# Not Committed to Marriage (Article by a Man giving a Man's perspective)



## shy_guy

This may come as a shock to many, but I'm not committed to my marriage. Maybe it's because I'm male. Maybe it's just me. Maybe most people are like me - I don't know, but I've come to realize that I don't think about what we need to do to make this marriage work. I don't think about how we need to talk things out when one of us is being a knothead in order to have a healthy marriage. I never think about how it takes work to have a good marriage. In fact, thinking about those things is tiring. I can see why it would scare many people, and would seem like something that is strained and unsustainable.

I am committed to that lady I've been with for the last 27 years. I like to bring home things I know she needs. I like to bring things home that she may not need, but I know she'll like. I like accepting things from her because I know she likes doing the same thing for me. I like talking with her, and honestly, I like arguing with her sometimes as well - we get a lot of good ideas in those arguments. I like doing things I know she likes even though I don't always know what that is - usually, she has to tell me (I don't take hints well). 

I like how it always feels secure because even though she does things differently from how I would do them, she always has our family's best interests in mind. If she makes a mistake, that's okay - I know she'll correct it. It may cost us, but hey, I've made those kinds of mistakes as well. I can handle all of that because of that first statement - I am very secure in the knowedge that she always has our family's best interests in mind when she does what she does. That knowledge frees me up to do the things I need to do.

I'm not always the greatest at recognizing her emotional needs, but I am doing what I do because I am also thinking about what our family needs. I like that she understands that and encourages me to do that. I also like that she isn't afraid to tell me when she needs something - even if that need isn't material.

I like seeing her in the house when we are both home. I like hearing her voice whether she's singing while working, or scolding the dog for getting on the couch. I like how the tone of her voice changes if I hug her from behind while she's working and tell her I love her. I like how she teasingly uses exaggerated words of respect when she presents me with a perfectly cut apple or peach. I like how she smiles if I bring her a cup of tea. I like seeing her personality expressed in the decor of our house. I like how she thinks that some parts of the house should be decorated according to my taste. I like how she's not afraid of me and will disagree if needed, or will voice her opposition if I'm expecting too much from her. I do what I need to do to keep these things happening.
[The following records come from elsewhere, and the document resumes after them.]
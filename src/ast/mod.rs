//! Concrete syntax tree for TTCN-3.
//!
//! Every grammar rule maps to a typed node with a fixed set of fields.
//! Optional grammar parts are `Option` fields and repeated parts are `Vec`s.
//! An absent field means the construct was not written. A function without a
//! `body`, for example, is a forward declaration.

use serde::{Deserialize, Serialize};

mod attributes;
mod declarations;
mod expressions;
mod program;
mod statements;
mod types;

pub use attributes::*;
pub use declarations::*;
pub use expressions::*;
pub use program::*;
pub use statements::*;
pub use types::*;

/// Byte range in the source text
#[derive(Debug, Clone, Copy, PartialEq, Eq, Hash, Default, Serialize, Deserialize)]
pub struct Span {
    pub start: usize,
    pub end: usize,
}

impl Span {
    pub fn new(start: usize, end: usize) -> Self {
        Self { start, end }
    }

    pub fn dummy() -> Self {
        Self { start: 0, end: 0 }
    }

    /// Smallest span covering both
    pub fn merge(self, other: Span) -> Span {
        Span::new(self.start.min(other.start), self.end.max(other.end))
    }

    pub fn len(&self) -> usize {
        self.end.saturating_sub(self.start)
    }

    pub fn is_empty(&self) -> bool {
        self.len() == 0
    }
}

impl From<std::ops::Range<usize>> for Span {
    fn from(range: std::ops::Range<usize>) -> Self {
        Self {
            start: range.start,
            end: range.end,
        }
    }
}

/// An identifier in name position
#[derive(Debug, Clone, PartialEq, Serialize, Deserialize)]
pub struct Name {
    pub text: String,
    pub span: Span,
}

impl Name {
    pub fn new(text: impl Into<String>, span: Span) -> Self {
        Self {
            text: text.into(),
            span,
        }
    }
}

#[derive(Debug, Clone, Copy, PartialEq, Eq, Serialize, Deserialize)]
pub enum Visibility {
    Public,
    Private,
    Friend,
}

impl Visibility {
    pub fn as_str(&self) -> &'static str {
        match self {
            Visibility::Public => "public",
            Visibility::Private => "private",
            Visibility::Friend => "friend",
        }
    }
}

/// `@word` modifier such as `@deterministic` or `@nodefault`
#[derive(Debug, Clone, PartialEq, Serialize, Deserialize)]
pub struct Modifier {
    pub text: String,
    pub span: Span,
}

/// Placeholder for source that failed to parse. `text` is the skipped input.
#[derive(Debug, Clone, PartialEq, Serialize, Deserialize)]
pub struct ErrorNode {
    pub message: String,
    pub text: String,
    pub span: Span,
}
I'm not committed to my marriage. I'm committed to the woman I chose to love, and that committment is called "Marriage." That's not a matter of semantics in my mind. It's the difference between something that would be tiring and unsustainable and something that is natural, pleasant, and real. 

-- Shy_Guy


----------



## SimplyAmorous

shy_guy said:


> I like seeing her in the house when we are both home. I like hearing her voice whether she's singing while working, or scolding the dog for getting on the couch. I like how the tone of her voice changes if I hug her from behind while she's working and tell her I love her. I like how she teasingly uses exaggerated words of respect when she presents me with a perfectly cut apple or peach. I like how she smiles if I bring her a cup of tea. I like seeing her personality expressed in the decor of our house. I like how she thinks that some parts of the house should be decorated according to my taste. I like how she's not afraid of me and will disagree if needed, or will voice her opposition if I'm expecting too much from her. I do what I need to do to keep these things happening.


When I 1st started reading, I thought...What !...but that ending just did it all justice ....this paragragh points out all the "little things"... 

Today me & mine when out mundane old grocery Shopping, in the car , that old classic song came on ..."Even though we ain't got money, I'm so in love with you Honey"...... I turned it up, started singing it with gusto, took his hand, we give each other those eyes, pretty much how we felt for many years in our youth.... later he told me he loves hearing me sing like that - which I do so often anyway-very common to be turning up the radio & getting carried away -but still so nice to hear he was feeling that .... but yeah....those little things.


----------



## 2sick

SimplyAmorous said:


> When I 1st started reading, I thought...What !...but that ending just did it all justice ....this paragragh points out all the "little things"...
> 
> Today me & mine when out mundane old grocery Shopping, in the car , that old classic song came on ..."Even though we ain't got money, I'm so in love with you Honey"...... I turned it up, started singing it with gusto, took his hand, we give each other those eyes, pretty much how we felt for many years in our youth.... later he told me he loves hearing me sing like that - which I do so often anyway-very common to be turning up the radio & getting carried away -but still so nice to hear he was feeling that .... but yeah....those little things.


I absolutely love that song too, always have and always will (and you HAVE to sing it at full volume or it's just not the same)!!!

ShyGuy, you really got me going!! I couldn't believe what I was reading...Luckily I didn't stop!! I really wish that was EVERY man's (and woman's) perspective, marriage and life in general would be so much more meaningful! There would be so much more respect and understanding in the world. 

Cheers to your 27 and here's to 27 more!!!


----------